The main result of this validation is four sets of ligands ranked by the docking program in accordance with their scoring function for the respective target-protein. Results for each of the four target-proteins are presented in the form of enrichment plots (E-plots). Top-scoring ligands are ligands with best scoring function which are ranked in the top of the list. The E-plot represents the number of real inhibitors (OY axis) found among a given number of top-scoring ligands (OX axis). Numbers along OY and OX axes are normalized by the total number of real inhibitors in the whole validation set and by the total number of all molecules in the validation set, respectively. For example, if 8 real inhibitors are presented among 2000 ligands of the validation set and 4 real inhibitors are found among 200 ligands taken from the top of the ranked list, then the corresponding point of the E-plot has coordinates (x=10, y=50) because x=200/2000 = 0.10 and y=4/8 = 0.50.,The quality of the top list enrichment by the real inhibitors usually is represented by the Enrichment Value (EV), which is calculated as the dimensionless area under the E-plot. EV is equal to 0.5 for the lack of enrichment and EV must be close to 1 for the case of the perfect enrichment (theoretical limit) when all real inhibitors are situated in the top of the ligands ranked list in succession. Enrichment value larger than 0.9 shows the excellent docking quality, EV between 0.7-0.9 represents the good quality and, finally, EV between 0.6-0.7 demonstrates satisfactory quality. The EV theoretical limit is calculated as the area under E-plot for the case when all real inhibitors from the respective validation set of ligands are ranked in the very top of the list, e.g. if the validation set contains 57 real inhibitors, all 57 top positions of the ranked list will be filled by them.
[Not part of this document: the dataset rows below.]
// ==========================================
// Business Analytics - display formatting helpers
// ==========================================
// Table/chart cells use these; the data model itself stays numeric.
// ==========================================

/// Format a monetary or weight figure with thousands separators and
/// two decimals, e.g. `1234567.5` -> `"1,234,567.50"`.
pub fn fmt_amount(value: f64) -> String {
    let negative = value < 0.0;
    let rounded = format!("{:.2}", value.abs());
    let (int_part, frac_part) = match rounded.split_once('.') {
        Some((i, f)) => (i, f),
        None => (rounded.as_str(), "00"),
    };

    let mut grouped = String::new();
    let digits: Vec<char> = int_part.chars().collect();
    for (i, ch) in digits.iter().enumerate() {
        if i > 0 && (digits.len() - i) % 3 == 0 {
            grouped.push(',');
        }
        grouped.push(*ch);
    }

    let sign = if negative { "-" } else { "" };
    format!("{}{}.{}", sign, grouped, frac_part)
}

/// Format a percentage with one decimal, e.g. `12.34` -> `"12.3%"`.
pub fn fmt_percent(value: f64) -> String {
    format!("{:.1}%", value)
}
// ==========================================
// Business Analytics - date filter
// ==========================================
// One explicit filter parameter shared by all five aggregators. The
// caller decides; no facet hard-codes its own filtering behavior.
// ==========================================

use chrono::{NaiveDate, NaiveDateTime};
use serde::{Deserialize, Serialize};

/// Date-range filter applied during aggregation.
///
/// Bounds are inclusive calendar days. Rows without a date never match
/// an enabled range; with `Disabled` every row passes.
#[derive(Debug, Clone, Copy, PartialEq, Eq, Serialize, Deserialize)]
pub enum DateFilter {
    Disabled,
    Range { start: NaiveDate, end: NaiveDate },
}

impl DateFilter {
    pub fn range(start: NaiveDate, end: NaiveDate) -> Self {
        DateFilter::Range { start, end }
    }

    pub fn accepts(&self, date: Option<NaiveDateTime>) -> bool {
        match self {
            DateFilter::Disabled => true,
            DateFilter::Range { start, end } => match date {
                // An absent date must not silently pass a time window.
                None => false,
                Some(dt) => {
                    let day = dt.date();
                    day >= *start && day <= *end
                }
            },
        }
    }
}

impl Default for DateFilter {
    fn default() -> Self {
        DateFilter::Disabled
    }
}
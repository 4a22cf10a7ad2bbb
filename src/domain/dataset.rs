// ==========================================
// Business Analytics - result bundles
// ==========================================
// `ExtractedRows` carries the five raw-row lists between extraction
// and aggregation. `AnalysisDataset` is the immutable bundle handed to
// the display layer and replaced wholesale on each successful load.
// ==========================================

use std::path::PathBuf;

use chrono::{DateTime, Utc};
use serde::Serialize;
use uuid::Uuid;

use crate::domain::contractor::{ContractorRow, ContractorSummary};
use crate::domain::quality::{QualityControlRow, QualityControlSummary};
use crate::domain::shipment::{ClientSummary, ShipmentRow};
use crate::domain::supplier::{SupplierRow, SupplierSummary};
use crate::domain::transport::{TransportRow, TransportSummary};

/// Raw rows for all five facets, in sheet order, produced by one
/// extraction pass.
#[derive(Debug, Clone, Default, PartialEq, Serialize)]
pub struct ExtractedRows {
    pub shipments: Vec<ShipmentRow>,
    pub transport: Vec<TransportRow>,
    pub contractors: Vec<ContractorRow>,
    pub suppliers: Vec<SupplierRow>,
    pub quality: Vec<QualityControlRow>,
}

/// Raw rows plus ranked summaries for one facet.
#[derive(Debug, Clone, PartialEq, Serialize)]
pub struct DomainReport<R, S> {
    pub rows: Vec<R>,
    pub summaries: Vec<S>,
}

impl<R, S> DomainReport<R, S> {
    pub fn new(rows: Vec<R>, summaries: Vec<S>) -> Self {
        Self { rows, summaries }
    }

    /// An empty summary list is the "no data" display state, not an error.
    pub fn has_data(&self) -> bool {
        !self.summaries.is_empty()
    }
}

/// The complete result of one file load.
///
/// Built only when every facet extracted and aggregated successfully;
/// the display layer never sees a partially-filled dataset.
#[derive(Debug, Clone, Serialize)]
pub struct AnalysisDataset {
    pub load_id: Uuid,
    pub source_file: PathBuf,
    pub loaded_at: DateTime<Utc>,
    pub clients: DomainReport<ShipmentRow, ClientSummary>,
    pub transport: DomainReport<TransportRow, TransportSummary>,
    pub contractors: DomainReport<ContractorRow, ContractorSummary>,
    pub suppliers: DomainReport<SupplierRow, SupplierSummary>,
    pub quality: DomainReport<QualityControlRow, QualityControlSummary>,
}

impl AnalysisDataset {
    /// Total raw rows across all facets, for load diagnostics.
    pub fn total_rows(&self) -> usize {
        self.clients.rows.len()
            + self.transport.rows.len()
            + self.contractors.rows.len()
            + self.suppliers.rows.len()
            + self.quality.rows.len()
    }
}

#[cfg(test)]
mod tests {
    use super::*;

    #[test]
    fn test_domain_report_has_data() {
        let empty: DomainReport<ShipmentRow, ClientSummary> = DomainReport::new(vec![], vec![]);
        assert!(!empty.has_data());

        let with_summary: DomainReport<ShipmentRow, ClientSummary> = DomainReport::new(
            vec![],
            vec![ClientSummary {
                client: "Acme".to_string(),
                total_shipment_amount: 100.0,
                total_shipment_weight: 5.0,
                total_payment_amount: 100.0,
                payment_percentage: 100.0,
                shipment_share: 100.0,
                payment_share: 100.0,
            }],
        );
        assert!(with_summary.has_data());
    }
}
// ==========================================
// Business Analytics - quality control facet
// ==========================================
// Throughput of QC employees: checked weight and checked value.
// ==========================================

use chrono::NaiveDateTime;
use serde::Serialize;

pub const UNKNOWN_EMPLOYEE: &str = "Unknown employee";

/// One quality-control check row extracted from the workbook.
#[derive(Debug, Clone, PartialEq, Serialize)]
pub struct QualityControlRow {
    pub checked_at: Option<NaiveDateTime>,
    pub employee: String,
    /// Checked product weight in tons.
    pub weight: f64,
    /// Checked product value.
    pub value: f64,
}

impl QualityControlRow {
    pub fn is_valid(&self) -> bool {
        !self.employee.trim().is_empty() && self.weight >= 0.0 && self.value >= 0.0
    }
}

/// Aggregated throughput for one QC employee.
#[derive(Debug, Clone, PartialEq, Serialize)]
pub struct QualityControlSummary {
    pub employee: String,
    pub total_weight: f64,
    pub total_value: f64,
    pub weight_share: f64,
    pub value_share: f64,
    /// Checked value per ton of checked weight.
    pub productivity: f64,
}

#[cfg(test)]
mod tests {
    use super::*;

    #[test]
    fn test_validity() {
        let row = QualityControlRow {
            checked_at: None,
            employee: "Ivanov I.I.".to_string(),
            weight: 4.0,
            value: 900.0,
        };
        assert!(row.is_valid());

        let blank = QualityControlRow {
            employee: "".to_string(),
            ..row.clone()
        };
        assert!(!blank.is_valid());

        let negative = QualityControlRow { weight: -4.0, ..row };
        assert!(!negative.is_valid());
    }
}
// ==========================================
// Business Analytics - quality control analysis
// ==========================================
// Group checks by QC employee, sum checked weight/value, derive shares
// and productivity. Ranked by checked weight. Also provides the
// per-day checked-weight breakdown used by the throughput chart.
// ==========================================

use chrono::NaiveDate;

use crate::analysis::grouping::{group_by_key, ratio, share, sort_descending_by};
use crate::config::DateFilter;
use crate::domain::quality::{QualityControlRow, QualityControlSummary};

pub fn analyze_quality(rows: &[QualityControlRow], filter: DateFilter) -> Vec<QualityControlSummary> {
    let filtered: Vec<&QualityControlRow> = rows
        .iter()
        .filter(|r| r.is_valid() && filter.accepts(r.checked_at))
        .collect();

    tracing::debug!(
        input = rows.len(),
        filtered = filtered.len(),
        "quality control analysis"
    );

    if filtered.is_empty() {
        return Vec::new();
    }

    let total_weight: f64 = filtered.iter().map(|r| r.weight).sum();
    let total_value: f64 = filtered.iter().map(|r| r.value).sum();

    let groups = group_by_key(&filtered, |r| &r.employee);
    tracing::debug!(employees = groups.len(), "QC employees grouped");

    let mut summaries: Vec<QualityControlSummary> = groups
        .into_iter()
        .map(|(employee, group)| {
            let weight: f64 = group.iter().map(|r| r.weight).sum();
            let value: f64 = group.iter().map(|r| r.value).sum();

            QualityControlSummary {
                employee,
                total_weight: weight,
                total_value: value,
                weight_share: share(weight, total_weight),
                value_share: share(value, total_value),
                productivity: ratio(value, weight),
            }
        })
        .collect();

    sort_descending_by(&mut summaries, |s| s.total_weight);
    summaries
}

/// Checked weight per calendar day, heaviest day first. Rows without a
/// check date are excluded.
pub fn daily_checked_weight(rows: &[QualityControlRow]) -> Vec<(NaiveDate, f64)> {
    let dated: Vec<&QualityControlRow> = rows
        .iter()
        .filter(|r| r.is_valid() && r.checked_at.is_some())
        .collect();

    let mut days: Vec<(NaiveDate, f64)> = Vec::new();
    for row in dated {
        // checked_at is Some by the filter above.
        let day = match row.checked_at {
            Some(dt) => dt.date(),
            None => continue,
        };
        match days.iter_mut().find(|(d, _)| *d == day) {
            Some((_, weight)) => *weight += row.weight,
            None => days.push((day, row.weight)),
        }
    }

    sort_descending_by(&mut days, |(_, weight)| *weight);
    days
}
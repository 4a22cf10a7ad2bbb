// ==========================================
// Business Analytics - workbook column mapping
// ==========================================
// Named-header mapping resolved once per load. Replaces positional
// column indices: every required header must exist in the header row
// or the load fails with a MissingColumn error.
// Defaults match the de-facto spreadsheet template; a JSON file in the
// user config dir overrides them per installation.
// ==========================================

use std::fs;
use std::path::Path;

use serde::Deserialize;

/// Header titles for the client shipments facet.
#[derive(Debug, Clone, PartialEq, Eq, Deserialize)]
#[serde(default)]
pub struct ShipmentColumns {
    pub shipped_at: String,
    pub client: String,
    pub amount: String,
    pub weight: String,
    /// Payment amount column; `None` falls back to the shipment amount
    /// column (the template books payments against the same figure).
    pub payment_amount: Option<String>,
    pub paid_at: Option<String>,
}

impl Default for ShipmentColumns {
    fn default() -> Self {
        Self {
            shipped_at: "Дата отгрузки".to_string(),
            client: "Клиент".to_string(),
            amount: "Сумма отгрузки".to_string(),
            weight: "Вес отгрузки".to_string(),
            payment_amount: None,
            paid_at: None,
        }
    }
}

/// Header titles for the transport services facet.
#[derive(Debug, Clone, PartialEq, Eq, Deserialize)]
#[serde(default)]
pub struct TransportColumns {
    pub carried_at: String,
    pub company: String,
    pub cost: String,
    pub weight: String,
    pub vehicle: String,
}

impl Default for TransportColumns {
    fn default() -> Self {
        Self {
            carried_at: "Дата перевозки".to_string(),
            company: "Транспортная компания".to_string(),
            cost: "Стоимость перевозки".to_string(),
            weight: "Вес".to_string(),
            vehicle: "Транспортное средство".to_string(),
        }
    }
}

/// Header titles for the contractor profitability facet.
#[derive(Debug, Clone, PartialEq, Eq, Deserialize)]
#[serde(default)]
pub struct ContractorColumns {
    pub worked_at: String,
    pub contractor: String,
    pub weight: String,
    pub revenue: String,
    pub materials_cost: String,
    pub contractor_cost: String,
}

impl Default for ContractorColumns {
    fn default() -> Self {
        Self {
            worked_at: "Дата работ".to_string(),
            contractor: "Подрядчик".to_string(),
            weight: "Вес".to_string(),
            revenue: "Выручка".to_string(),
            materials_cost: "Стоимость материалов".to_string(),
            contractor_cost: "Оплата подрядчику".to_string(),
        }
    }
}

/// Header titles for the material suppliers facet.
#[derive(Debug, Clone, PartialEq, Eq, Deserialize)]
#[serde(default)]
pub struct SupplierColumns {
    pub delivered_at: String,
    pub supplier: String,
    pub cost: String,
    /// Tonnage column; the current template has none, so `None` means
    /// every row gets weight 0.0.
    pub weight: Option<String>,
}

impl Default for SupplierColumns {
    fn default() -> Self {
        Self {
            delivered_at: "Дата поставки".to_string(),
            supplier: "Поставщик".to_string(),
            cost: "Стоимость материалов".to_string(),
            weight: None,
        }
    }
}

/// Header titles for the quality control facet.
#[derive(Debug, Clone, PartialEq, Eq, Deserialize)]
#[serde(default)]
pub struct QualityColumns {
    pub checked_at: String,
    pub employee: String,
    pub weight: String,
    pub value: String,
}

impl Default for QualityColumns {
    fn default() -> Self {
        Self {
            checked_at: "Дата проверки".to_string(),
            employee: "Сотрудник ОТК".to_string(),
            weight: "Вес".to_string(),
            value: "Стоимость".to_string(),
        }
    }
}

/// Complete column mapping for one workbook template.
#[derive(Debug, Clone, PartialEq, Eq, Deserialize)]
#[serde(default)]
pub struct WorkbookMapping {
    /// 0-based row holding the column titles (last of the reserved
    /// header/metadata rows).
    pub header_row: usize,
    /// 0-based first data row.
    pub data_start_row: usize,
    pub shipments: ShipmentColumns,
    pub transport: TransportColumns,
    pub contractors: ContractorColumns,
    pub suppliers: SupplierColumns,
    pub quality: QualityColumns,
}

impl Default for WorkbookMapping {
    fn default() -> Self {
        Self {
            header_row: 2,
            data_start_row: 3,
            shipments: ShipmentColumns::default(),
            transport: TransportColumns::default(),
            contractors: ContractorColumns::default(),
            suppliers: SupplierColumns::default(),
            quality: QualityColumns::default(),
        }
    }
}

impl WorkbookMapping {
    /// Read a mapping from a JSON file. Missing fields fall back to the
    /// template defaults.
    pub fn from_json_file(path: &Path) -> Result<Self, serde_json::Error> {
        let content = fs::read_to_string(path).map_err(serde_json::Error::io)?;
        serde_json::from_str(&content)
    }

    /// Load the override file when present, otherwise the defaults.
    /// A broken override logs a warning and falls back; a bad mapping
    /// file must not brick the application.
    pub fn load_or_default(path: Option<&Path>) -> Self {
        let Some(path) = path else {
            return Self::default();
        };
        if !path.exists() {
            return Self::default();
        }
        match Self::from_json_file(path) {
            Ok(mapping) => {
                tracing::info!("loaded column mapping override from {}", path.display());
                mapping
            }
            Err(e) => {
                tracing::warn!(
                    "failed to read mapping override {}: {}; using defaults",
                    path.display(),
                    e
                );
                Self::default()
            }
        }
    }

    /// Effective payment-amount header for the shipments facet.
    pub fn payment_amount_header(&self) -> &str {
        self.shipments
            .payment_amount
            .as_deref()
            .unwrap_or(&self.shipments.amount)
    }
}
The E-plots for the four selected target-proteins are presented in Fig.1. The enrichment values and theoretical limits calculated for each target-protein are presented in Table 1.

Table 1. Enrichment values for the four targeted proteins

Figure 1. Enrichment plots for each of the 4 proteins under consideration. Relative number of real inhibitors (OY axis) as a function of the relative number of top-scoring ligands containing those real inhibitors (OX axis)  

The EV for p38 MAP kinase being in the range 0.6-0.7 demonstrates satisfactory docking quality. The EV for Thrombin is in the range 0.7-0.9 and demonstrates good docking quality. The docking quality of the rest 2 proteins (Factor Xa and Estrogen receptor) is excellent because their enrichment values are larger than 0.9.      

However, it should be noted that some ligands from NCI Diversity database may also be real inhibitors in addition to the known inhibitors, i.e. it was not proved experimentally that all these compounds were inactive for four our target-proteins. Moreover, it have been proved23,24 that some of them are real inhibitors, e.g. for thrombin. That is why the calculated enrichment values may underestimate the ability of SOL scoring function to give better scores for real inhibitors than scores for inactive compounds. Combining a subset of 1000 ligands with the worst scoring function values as “rubbish” for thrombin with the same 25 real inhibitors (these 25 real inhibitors were presented in the validation set used for the construction of the E-plot in Fig.1 for thrombin)  we obtained the enrichment value equal to 0.986. This value differs drastically from EV=0.788898 (Table 1) obtained for the whole validation set (1894 inactive and 25 real inhibitors) and demonstrates the excellent docking quality of SOL program.